My husband lost his father when he was 6yrs old. His father was sick and died in the hospital. He saw his father shortly after his death and said goodbye in the hospital room, though he admits at the time he didn't fully understand. His mom kept him away from the funeral. He has told me he is kind of grateful for that because he has few memories of his father and is glad to have some good ones from when he was alive. From seeing his father dead in the hospital all he remembers is being confused and not understanding why his dad wasn't waking up. Which, I imagine, is why his mother decided not to take him to the funeral.

In my opinion, this depends on the child. On whether he understands what death is and whether he will be easily upset by being there. I have been to funerals as a child but they were for relatives I didn't know very well, so they didn't effect me at all. Mostly, I remember being bored. Why not ask your son if he wants to go? At 9 yrs old he is old enough to understand death I would think and you can always explain what happens at a funeral so he understands what will be going on. If he seems okay with the idea and wants to say goodbye to his grandmother I see no real reason to keep him away. 

Very sorry for your loss, also.


----------



## COGypsy (Aug 12, 2010)

I'm so sorry for your loss, I know how much it hurts to lose the ones you love, even at great age.

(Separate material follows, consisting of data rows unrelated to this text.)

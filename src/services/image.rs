use anyhow::Result;
use base64::{engine::general_purpose, Engine};
use std::path::{Component, Path, PathBuf};
use std::sync::Arc;
use thiserror::Error;

/// Ceiling on the base64-encoded image sent to the model (20 MiB).
pub const MAX_ENCODED_IMAGE_BYTES: usize = 20 * 1024 * 1024;

/// Source of raw image bytes behind an opaque reference.
#[async_trait::async_trait]
pub trait BlobStore: Send + Sync {
    async fn fetch_bytes(&self, image_ref: &str) -> Result<Vec<u8>>;

    /// Raw size of the blob when the store can tell without reading it.
    async fn content_length(&self, _image_ref: &str) -> Result<Option<u64>> {
        Ok(None)
    }
}

#[derive(Debug, Error)]
pub enum FetchError {
    #[error("Invalid image reference: {0}")]
    InvalidReference(String),

    #[error("Could not fetch image {image_ref}: {reason}")]
    Unavailable { image_ref: String, reason: String },

    #[error("Image {0} is empty")]
    Empty(String),

    #[error("Encoded image is {size} bytes, limit is {limit} bytes")]
    PayloadTooLarge { size: usize, limit: usize },
}

/// Image ready to be attached to a model request.
#[derive(Debug, Clone, PartialEq)]
pub struct ImagePart {
    pub media_type: String,
    pub base64_data: String,
}

impl ImagePart {
    pub fn data_url(&self) -> String {
        format!("data:{};base64,{}", self.media_type, self.base64_data)
    }

    pub fn encoded_len(&self) -> usize {
        self.base64_data.len()
    }
}

/// MIME type from the reference's extension, `image/jpeg` when unknown.
pub fn media_type_for(image_ref: &str) -> &'static str {
    let extension = Path::new(image_ref)
        .extension()
        .and_then(|e| e.to_str())
        .map(|e| e.to_ascii_lowercase());

    match extension.as_deref() {
        Some("png") => "image/png",
        Some("jpg") | Some("jpeg") => "image/jpeg",
        Some("webp") => "image/webp",
        Some("gif") => "image/gif",
        Some("heic") => "image/heic",
        _ => "image/jpeg",
    }
}

pub struct ImageFetcher {
    store: Arc<dyn BlobStore>,
    max_encoded_bytes: usize,
}

impl ImageFetcher {
    pub fn new(store: Arc<dyn BlobStore>) -> Self {
        Self {
            store,
            max_encoded_bytes: MAX_ENCODED_IMAGE_BYTES,
        }
    }

    pub fn with_max_encoded_bytes(mut self, max_encoded_bytes: usize) -> Self {
        self.max_encoded_bytes = max_encoded_bytes;
        self
    }

    pub async fn fetch(&self, image_ref: &str) -> std::result::Result<ImagePart, FetchError> {
        log::debug!("Fetching image: {}", image_ref);

        let unavailable = |e: anyhow::Error| match e.downcast::<FetchError>() {
            Ok(fetch_error) => fetch_error,
            Err(e) => FetchError::Unavailable {
                image_ref: image_ref.to_string(),
                reason: e.to_string(),
            },
        };

        // Reject from the stored size so oversized blobs are never read
        if let Some(raw_len) = self.store.content_length(image_ref).await.map_err(unavailable)? {
            let raw_len = usize::try_from(raw_len).unwrap_or(usize::MAX);
            self.check_size(image_ref, raw_len)?;
        }

        let bytes = self.store.fetch_bytes(image_ref).await.map_err(unavailable)?;

        if bytes.is_empty() {
            return Err(FetchError::Empty(image_ref.to_string()));
        }

        // Stores without a size hint are checked before encoding
        self.check_size(image_ref, bytes.len())?;

        let base64_data = general_purpose::STANDARD.encode(&bytes);
        log::debug!(
            "Image {}: {} bytes raw, {} bytes encoded",
            image_ref,
            bytes.len(),
            base64_data.len()
        );

        Ok(ImagePart {
            media_type: media_type_for(image_ref).to_string(),
            base64_data,
        })
    }

    fn check_size(&self, image_ref: &str, raw_len: usize) -> std::result::Result<(), FetchError> {
        let size = base64_len(raw_len);
        if size > self.max_encoded_bytes {
            log::warn!(
                "Image {} rejected: encoded size {} bytes exceeds {} bytes",
                image_ref, size, self.max_encoded_bytes
            );
            return Err(FetchError::PayloadTooLarge {
                size,
                limit: self.max_encoded_bytes,
            });
        }
        Ok(())
    }
}

/// Padded standard base64 output length.
fn base64_len(raw_len: usize) -> usize {
    raw_len.div_ceil(3).saturating_mul(4)
}

/// Blob store backed by a local directory; references are file names under it.
pub struct LocalBlobStore {
    base_dir: PathBuf,
}

impl LocalBlobStore {
    pub fn new(base_dir: impl Into<PathBuf>) -> Self {
        Self {
            base_dir: base_dir.into(),
        }
    }

    fn resolve(&self, image_ref: &str) -> Result<PathBuf> {
        let relative = Path::new(image_ref);
        let is_plain = relative
            .components()
            .all(|c| matches!(c, Component::Normal(_)));

        if image_ref.is_empty() || !is_plain {
            return Err(FetchError::InvalidReference(image_ref.to_string()).into());
        }

        Ok(self.base_dir.join(relative))
    }
}

#[async_trait::async_trait]
impl BlobStore for LocalBlobStore {
    async fn fetch_bytes(&self, image_ref: &str) -> Result<Vec<u8>> {
        let path = self.resolve(image_ref)?;
        let bytes = tokio::fs::read(&path).await?;
        Ok(bytes)
    }

    async fn content_length(&self, image_ref: &str) -> Result<Option<u64>> {
        let path = self.resolve(image_ref)?;
        let metadata = tokio::fs::metadata(&path).await?;
        Ok(Some(metadata.len()))
    }
}
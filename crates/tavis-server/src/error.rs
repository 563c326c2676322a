//! API error type and [`axum::response::IntoResponse`] implementation.

use axum::{
  Json,
  http::StatusCode,
  response::{IntoResponse, Response},
};
use serde_json::json;
use thiserror::Error;

/// An error returned by an API handler.
#[derive(Debug, Error)]
pub enum ApiError {
  #[error("bad request: {0}")]
  BadRequest(String),

  #[error("unauthorized: {0}")]
  Unauthorized(String),

  #[error("forbidden: {0}")]
  Forbidden(String),

  /// The upstream access token needs human re-authorisation. Kept apart
  /// from [`ApiError::Unauthorized`] so the payload can say so.
  #[error("upstream token expired: {0}")]
  TokenExpired(String),

  #[error("not found: {0}")]
  NotFound(String),

  #[error("internal error: {0}")]
  Internal(#[source] Box<dyn std::error::Error + Send + Sync>),
}

impl ApiError {
  pub fn internal<E>(e: E) -> Self
  where
    E: std::error::Error + Send + Sync + 'static,
  {
    ApiError::Internal(Box::new(e))
  }
}

impl From<tavis_graph::Error> for ApiError {
  fn from(e: tavis_graph::Error) -> Self {
    match e {
      tavis_graph::Error::TokenExpired(m) => ApiError::TokenExpired(m),
      other => ApiError::internal(other),
    }
  }
}

impl IntoResponse for ApiError {
  fn into_response(self) -> Response {
    match &self {
      ApiError::BadRequest(m) => {
        (StatusCode::BAD_REQUEST, Json(json!({ "error": m }))).into_response()
      }
      ApiError::Unauthorized(m) => {
        (StatusCode::UNAUTHORIZED, Json(json!({ "error": m }))).into_response()
      }
      ApiError::Forbidden(m) => {
        (StatusCode::FORBIDDEN, Json(json!({ "error": m }))).into_response()
      }
      ApiError::TokenExpired(m) => (
        StatusCode::UNAUTHORIZED,
        Json(json!({ "error": m, "code": "TOKEN_EXPIRED" })),
      )
        .into_response(),
      ApiError::NotFound(m) => {
        (StatusCode::NOT_FOUND, Json(json!({ "error": m }))).into_response()
      }
      ApiError::Internal(e) => {
        tracing::error!(error = %e, "internal error serving request");
        (
          StatusCode::INTERNAL_SERVER_ERROR,
          Json(json!({ "error": "internal error" })),
        )
          .into_response()
      }
    }
  }
}
//! [`GraphClient`] — thin async wrapper over the platform's HTTP API.

use std::time::Duration;

use reqwest::Client;

use crate::{
  error::{classify, ErrorEnvelope},
  types::{LiveConversation, LiveMessage, Page, ProfileInfo},
  Result,
};

const CONVERSATION_FIELDS: &str = "participants,updated_time";
const MESSAGE_FIELDS: &str = "id,message,from,created_time,attachments";
const PROFILE_FIELDS: &str = "first_name,last_name,name,locale,timezone";

/// Async client for one page's conversations and messages.
///
/// Cheap to clone — the inner [`reqwest::Client`] is `Arc`-based.
#[derive(Clone)]
pub struct GraphClient {
  client:       Client,
  base_url:     String,
  page_id:      String,
  access_token: String,
}

impl GraphClient {
  pub fn new(
    base_url: impl Into<String>,
    page_id: impl Into<String>,
    access_token: impl Into<String>,
  ) -> Result<Self> {
    let client = Client::builder().timeout(Duration::from_secs(30)).build()?;
    Ok(Self {
      client,
      base_url: base_url.into().trim_end_matches('/').to_owned(),
      page_id: page_id.into(),
      access_token: access_token.into(),
    })
  }

  /// The platform-side id of the page itself, used to pick out the
  /// non-self conversation participant.
  pub fn page_id(&self) -> &str { &self.page_id }

  fn url(&self, path: &str) -> String {
    format!("{}/{}", self.base_url, path.trim_start_matches('/'))
  }

  async fn execute<T: serde::de::DeserializeOwned>(
    &self,
    req: reqwest::RequestBuilder,
  ) -> Result<T> {
    let resp = req.send().await?;

    let status = resp.status();
    if !status.is_success() {
      let body = resp
        .json::<ErrorEnvelope>()
        .await
        .ok()
        .map(|envelope| envelope.error);
      return Err(classify(status.as_u16(), body));
    }

    Ok(resp.json().await?)
  }

  async fn get_json<T: serde::de::DeserializeOwned>(
    &self,
    url: &str,
    query: &[(&str, &str)],
  ) -> Result<T> {
    self
      .execute(
        self
          .client
          .get(url)
          .query(&[("access_token", self.access_token.as_str())])
          .query(query),
      )
      .await
  }

  /// List conversations for the page, following `paging.next` cursors until
  /// exhausted or `limit` items have been collected.
  pub async fn list_conversations(
    &self,
    limit: usize,
  ) -> Result<Vec<LiveConversation>> {
    let first = self.url(&format!("{}/conversations", self.page_id));
    let mut next = Some(first);
    let mut first_page = true;
    let mut conversations = vec![];

    while let Some(url) = next.take() {
      // `paging.next` is a complete URL, token included; only the first
      // request carries our own query parameters.
      let page: Page<LiveConversation> = if first_page {
        first_page = false;
        self.get_json(&url, &[("fields", CONVERSATION_FIELDS)]).await?
      } else {
        self.execute(self.client.get(&url)).await?
      };

      conversations.extend(page.data);
      if conversations.len() >= limit {
        conversations.truncate(limit);
        break;
      }
      next = page.paging.and_then(|p| p.next);
    }

    Ok(conversations)
  }

  /// Newest-first message listing for one conversation.
  pub async fn list_messages(
    &self,
    conversation_id: &str,
  ) -> Result<Vec<LiveMessage>> {
    let url = self.url(&format!("{conversation_id}/messages"));
    let page: Page<LiveMessage> =
      self.get_json(&url, &[("fields", MESSAGE_FIELDS)]).await?;
    Ok(page.data)
  }

  /// Best-effort richer profile for an external contact id.
  pub async fn fetch_profile(&self, external_id: &str) -> Result<ProfileInfo> {
    let url = self.url(external_id);
    self.get_json(&url, &[("fields", PROFILE_FIELDS)]).await
  }
}
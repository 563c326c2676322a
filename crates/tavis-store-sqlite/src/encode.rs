//! Encoding and decoding helpers between Rust domain types and the plain-text
//! representations stored in SQLite columns.
//!
//! Timestamps are stored as RFC 3339 strings. Customer records and message
//! attachments are stored as compact JSON.

use chrono::{DateTime, Utc};
use tavis_core::conversation::{Attachment, ConversationRecord, Message};

use crate::{Error, Result};

// ─── DateTime<Utc> ───────────────────────────────────────────────────────────

pub fn encode_dt(dt: DateTime<Utc>) -> String { dt.to_rfc3339() }

pub fn decode_dt(s: &str) -> Result<DateTime<Utc>> {
  DateTime::parse_from_rfc3339(s)
    .map(|dt| dt.with_timezone(&Utc))
    .map_err(|e| Error::DateParse(e.to_string()))
}

// ─── Attachment ──────────────────────────────────────────────────────────────

pub fn encode_attachment(a: Option<&Attachment>) -> Result<Option<String>> {
  Ok(a.map(serde_json::to_string).transpose()?)
}

pub fn decode_attachment(s: Option<&str>) -> Result<Option<Attachment>> {
  Ok(s.map(serde_json::from_str).transpose()?)
}

// ─── Row types ───────────────────────────────────────────────────────────────

/// Raw strings read directly from a `conversations` row.
pub struct RawConversation {
  pub conversation_id:  String,
  pub participant_id:   String,
  pub participant_name: Option<String>,
  pub last_message_at:  Option<String>,
  pub agent:            Option<String>,
}

impl RawConversation {
  /// Decode into a [`ConversationRecord`], attaching pre-loaded messages.
  pub fn into_record(self, messages: Vec<Message>) -> Result<ConversationRecord> {
    Ok(ConversationRecord {
      conversation_id:  self.conversation_id,
      participant_id:   self.participant_id,
      participant_name: self.participant_name,
      last_message_at:  self
        .last_message_at
        .as_deref()
        .map(decode_dt)
        .transpose()?,
      agent:            self.agent,
      messages,
    })
  }
}

/// Raw strings read directly from a `messages` row.
pub struct RawMessage {
  pub message_id:      String,
  pub conversation_id: String,
  pub from_id:         String,
  pub from_name:       Option<String>,
  pub content:         Option<String>,
  pub attachment_json: Option<String>,
  pub created_at:      String,
}

impl RawMessage {
  pub fn into_message(self) -> Result<Message> {
    Ok(Message {
      message_id:      self.message_id,
      conversation_id: self.conversation_id,
      from_id:         self.from_id,
      from_name:       self.from_name,
      content:         self.content,
      attachment:      decode_attachment(self.attachment_json.as_deref())?,
      created_at:      decode_dt(&self.created_at)?,
    })
  }
}

/// Column values for one message, encoded and ready for binding.
pub struct MessageParams {
  pub message_id:      String,
  pub conversation_id: String,
  pub from_id:         String,
  pub from_name:       Option<String>,
  pub content:         Option<String>,
  pub attachment_json: Option<String>,
  pub created_at:      String,
}

pub fn encode_message(m: &Message) -> Result<MessageParams> {
  Ok(MessageParams {
    message_id:      m.message_id.clone(),
    conversation_id: m.conversation_id.clone(),
    from_id:         m.from_id.clone(),
    from_name:       m.from_name.clone(),
    content:         m.content.clone(),
    attachment_json: encode_attachment(m.attachment.as_ref())?,
    created_at:      encode_dt(m.created_at),
  })
}
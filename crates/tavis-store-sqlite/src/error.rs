//! Error type for `tavis-store-sqlite`.

use thiserror::Error;

#[derive(Debug, Error)]
pub enum Error {
  #[error("database error: {0}")]
  Database(#[from] tokio_rusqlite::Error),

  #[error("json error: {0}")]
  Json(#[from] serde_json::Error),

  #[error("date/time parse error: {0}")]
  DateParse(String),

  #[error("conversation not found: {0}")]
  ConversationNotFound(String),
}

pub type Result<T, E = Error> = std::result::Result<T, E>;
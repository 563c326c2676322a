//! Event ingestion: signature verification and per-event processing.
//!
//! Events travel `RECEIVED → VERIFIED → {QUEUED | DIRECT} → PROCESSED`, or
//! `RECEIVED → REJECTED` on signature mismatch. An event is acknowledged to
//! the sender as soon as it is admitted; processing failures are logged and
//! never reach the response.

use std::sync::Arc;

use chrono::{DateTime, Utc};
use hmac::{Hmac, Mac};
use serde::Deserialize;
use sha2::Sha256;
use tavis_cache::{BoxError, CacheStore, JobRunner};
use tavis_core::{
  conversation::{Attachment, Message},
  customer::Source,
  identity,
  merge::{merge_customer, Observed},
  store::RecordStore,
};

use crate::error::ApiError;

type HmacSha256 = Hmac<Sha256>;

/// Header carrying the sender's HMAC of the raw body.
pub const SIGNATURE_HEADER: &str = "x-hub-signature-256";

/// Verify `sha256=<hex>` over the raw body. Comparison goes through
/// [`Mac::verify_slice`], which is constant-time.
pub fn verify_signature(
  secret: &str,
  body: &[u8],
  header: Option<&str>,
) -> Result<(), ApiError> {
  let header = header
    .ok_or_else(|| ApiError::Unauthorized("missing signature header".into()))?;
  let hex_digest = header.strip_prefix("sha256=").ok_or_else(|| {
    ApiError::Unauthorized("malformed signature header".into())
  })?;
  let expected = hex::decode(hex_digest)
    .map_err(|_| ApiError::Unauthorized("malformed signature header".into()))?;

  let mut mac = HmacSha256::new_from_slice(secret.as_bytes())
    .map_err(ApiError::internal)?;
  mac.update(body);
  mac
    .verify_slice(&expected)
    .map_err(|_| ApiError::Unauthorized("signature mismatch".into()))
}

// ─── Wire types ──────────────────────────────────────────────────────────────

/// The webhook envelope: `{"object": "page", "entry": [...]}`.
#[derive(Debug, Deserialize)]
pub struct Envelope {
  pub object: String,
  #[serde(default)]
  pub entry:  Vec<Entry>,
}

#[derive(Debug, Deserialize)]
pub struct Entry {
  #[serde(default)]
  pub messaging: Vec<MessagingEvent>,
}

#[derive(Debug, Clone, Deserialize)]
pub struct MessagingEvent {
  pub sender:    EventParty,
  pub recipient: EventParty,
  /// Milliseconds since the epoch.
  #[serde(default)]
  pub timestamp: i64,
  #[serde(default)]
  pub message:   Option<EventMessage>,
}

impl MessagingEvent {
  fn occurred_at(&self) -> Option<DateTime<Utc>> {
    DateTime::from_timestamp_millis(self.timestamp)
  }
}

#[derive(Debug, Clone, Deserialize)]
pub struct EventParty {
  pub id: String,
}

#[derive(Debug, Clone, Deserialize)]
pub struct EventMessage {
  #[serde(default)]
  pub mid:         Option<String>,
  #[serde(default)]
  pub text:        Option<String>,
  #[serde(default)]
  pub attachments: Vec<EventAttachment>,
}

#[derive(Debug, Clone, Deserialize)]
pub struct EventAttachment {
  #[serde(rename = "type")]
  pub kind:    String,
  #[serde(default)]
  pub payload: AttachmentPayload,
}

#[derive(Debug, Clone, Default, Deserialize)]
pub struct AttachmentPayload {
  #[serde(default)]
  pub url: Option<String>,
}

// ─── Pipeline ────────────────────────────────────────────────────────────────

/// Downstream handler shared by the queue consumer and the direct path.
pub struct Pipeline<S> {
  store:   Arc<S>,
  cache:   CacheStore,
  jobs:    JobRunner,
  page_id: String,
}

impl<S> Clone for Pipeline<S> {
  fn clone(&self) -> Self {
    Self {
      store:   self.store.clone(),
      cache:   self.cache.clone(),
      jobs:    self.jobs.clone(),
      page_id: self.page_id.clone(),
    }
  }
}

impl<S> Pipeline<S>
where
  S: RecordStore + 'static,
{
  pub fn new(
    store: Arc<S>,
    cache: CacheStore,
    jobs: JobRunner,
    page_id: impl Into<String>,
  ) -> Self {
    Self { store, cache, jobs, page_id: page_id.into() }
  }

  /// Process one admitted event: resolve the participant's identity, merge
  /// the sighting into their record, and append the message when its
  /// conversation is already known locally.
  pub async fn handle_event(&self, event: MessagingEvent) -> Result<(), BoxError> {
    // An echo of the page's own reply still updates the participant's
    // record (it proves staff engagement), keyed by the recipient.
    let staff_replied = event.sender.id == self.page_id;
    let external_id = if staff_replied {
      event.recipient.id.clone()
    } else {
      event.sender.id.clone()
    };

    let records = self.store.list_customers().await.map_err(box_err)?;
    let customer_id =
      identity::resolve(&external_id, &records, Source::Facebook);
    let existing = records
      .into_iter()
      .find(|r| r.customer_id == customer_id);
    let conversation_id =
      existing.as_ref().and_then(|r| r.conversation_id.clone());

    let observed = Observed {
      external_id:     external_id.clone(),
      external_name:   None,
      conversation_id: None,
      last_active:     event.occurred_at(),
      tags:            vec!["Facebook Chat".to_owned()],
      staff_replied,
      agent_hint:      None,
    };
    let record = merge_customer(
      existing,
      customer_id,
      Source::Facebook,
      observed,
    );
    let record = self
      .store
      .upsert_customer(record)
      .await
      .map_err(box_err)?;

    // Persist the message when we already know which conversation the
    // participant belongs to; earlier sightings without one are profile-only.
    if let Some(message) = self.build_message(&event, conversation_id.as_deref()) {
      let conv_id = message.conversation_id.clone();
      if self
        .store
        .get_conversation(&conv_id)
        .await
        .map_err(box_err)?
        .is_some()
      {
        self
          .store
          .append_messages(&conv_id, vec![message])
          .await
          .map_err(box_err)?;
      }
    }

    // Write-through plus derived-view refresh off the request path.
    let payload = serde_json::to_value(&record)?;
    self
      .cache
      .write("customers", record.customer_id.as_str(), &payload)
      .await?;
    self.schedule_rebuilds();

    Ok(())
  }

  fn build_message(
    &self,
    event: &MessagingEvent,
    conversation_id: Option<&str>,
  ) -> Option<Message> {
    let conversation_id = conversation_id?;
    let message = event.message.as_ref()?;
    let mid = message.mid.as_ref()?;

    let attachment = message.attachments.first().and_then(|a| {
      a.payload.url.as_ref().map(|url| Attachment {
        kind: a.kind.clone(),
        url:  url.clone(),
      })
    });

    Some(Message {
      message_id:      mid.clone(),
      conversation_id: conversation_id.to_owned(),
      from_id:         event.sender.id.clone(),
      from_name:       None,
      content:         message.text.clone(),
      attachment,
      created_at:      event.occurred_at().unwrap_or_else(Utc::now),
    })
  }

  fn schedule_rebuilds(&self) {
    let store = self.store.clone();
    let cache = self.cache.clone();
    self.jobs.submit("rebuild_views", async move {
      let records = store.list_customers().await.map_err(box_err)?;
      cache.rebuild_index("customers", &records).await?;
      cache.rebuild_summary(&records).await?;
      Ok(())
    });
  }
}

fn box_err<E>(e: E) -> BoxError
where
  E: std::error::Error + Send + Sync + 'static,
{
  Box::new(e)
}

I'm not a parent, but my family has had several losses in the last few years of close relatives and this discussion has come up several times. Since we've had children of many ages and personalities, I thought I'd offer my experiences.

The previous poster pretty much has it down. As "mushy" an answer as it is, it ends up being "it depends". 

Was your son close to his grandmother, such that the closure of a funeral would be a comfort? Is he close to those who would attend, so that it would be an opportunity to see people that he doesn't often get to? Does he understand death and what a funeral is? Is the religious aspect of the service important to your family? Can he realistically sit calmly through the services and the niceties that go on without distracting you from what you need to do? (Believe me, even when things are already arranged, there are so many details the day of!)

We've made different decisions for different kids in the family based on all of these things. One went to her grandfathers funeral at 8 or so and when our grandmother passed away several years later, we decided that her sister was too young to go at the same age because she's just a much more sensitive personality. 

What I don't think is that at 9 years old, there is any obligation for him to be there--it's totally a judgment call at this point.


----------



## madimoff (Feb 17, 2010)

COGypsy said:


> I'm so sorry for your loss, I know how much it hurts to lose the ones you love, even at great age.
> 
> I'm not a parent, but my family has had several losses in the last few years of close relatives and this discussion has come up several times. Since we've had children of many ages and personalities, I thought I'd offer my experiences.
> 
> ...


I suppose (deep breath) if I'm honest there's a big element of wanting him there for ME. Given that I have 2 much older ones from my marriage and he's my late arrival with my partner of 10 years, I think maybe it would look strange if one part was there and the other not ... reason being if son doesn't come, partner will 99.9% not come because he will choose to stay at home (different country) to look after son, house, etc. Which in turn means I'll be there alone all bar my ex-husband. Obviously my other two children, but I'll appear 'alone' and I don't relish that. 
He's had little contact with her but did see her for quite a concentrated period quite recently, and when I got home yesterday he had a long cry about losing her. 
Jury's still out. But from your posts and other enquiries, it seems it's very much an individual thing per child.


----------



## 4sure (Aug 8, 2010)

I have a 9yo son, and recently went thru this same thing back in April when my dad died. I had the same feelings.

I decided we are a family we go as a family. We celebrate the good times and mourn the bad. Death is apart of life. This gave me the opportunity to talk to him about death, spending time with the ones you love while they are here, God and lots more.

He did very well. He comforted me. He also escorted the casket. I ask him if he wanted to do it, he didn't have to. He said yes he wanted to do this for his grandpa.

What a good time to teach him not everything in life is rosey. It's about family, and he is a member of the family. And yes momma cries. I took my young son, and am glad I did. That was a bonding time for J and I, wouldn't have missed it for the world.

It's up to you. I am sorry for the loss of your mom. Let us know what you decide and how it turns out.


----------



## southbound (Oct 31, 2010)

4sure said:


> I have a 9yo son, and recently went thru this same thing back in April when my dad died. I had the same feelings.
> 
> I decided we are a family we go as a family. We celebrate the good times and mourn the bad. Death is apart of life. This gave me the opportunity to talk to him about death, spending time with the ones you love while they are here, God and lots more.
> 
> ...


:iagree:

In my circle, we always take the children to funerals. I think it is part of life.

I remember when my grandfather passed away and was in the nursing home many years ago, my cousins came in and seemed shocked at nursing homes and funerals, even though they were in their twenties. I found that strange. 

I grew up going to funerals and nursing homes. I don't want to say it makes it "no big deal," I wouldn't want that anyway, but it helps people realize it is a normal part of life and removes the shock of the environment so to speak.

My cousins always puzzled me. I wondered, do people not have funerals where they live?:scratchhead:


----------



## greeneyeddolphin (May 31, 2010)

It depends on the child. I know some children in my family that would be better not to go because they are so sensitive that they would just get way too upset and worked up and it would be more stressful on them than if they stayed home. But there are other kids in my family that, while they may not understand death completely, can deal with what happens at a funeral and can somewhat understand what is going on. 

I remember being 21 years old and breaking down in tears at my grandmother's funeral - and I didn't like her. So, I don't think age is something you can really use to judge. I think you just have to look at your child and decide if you think he can handle it, and talk to him and find out if he even wants to go. He might have decided on his own already that he'd rather not go, or that he absolutely wants to go.


----------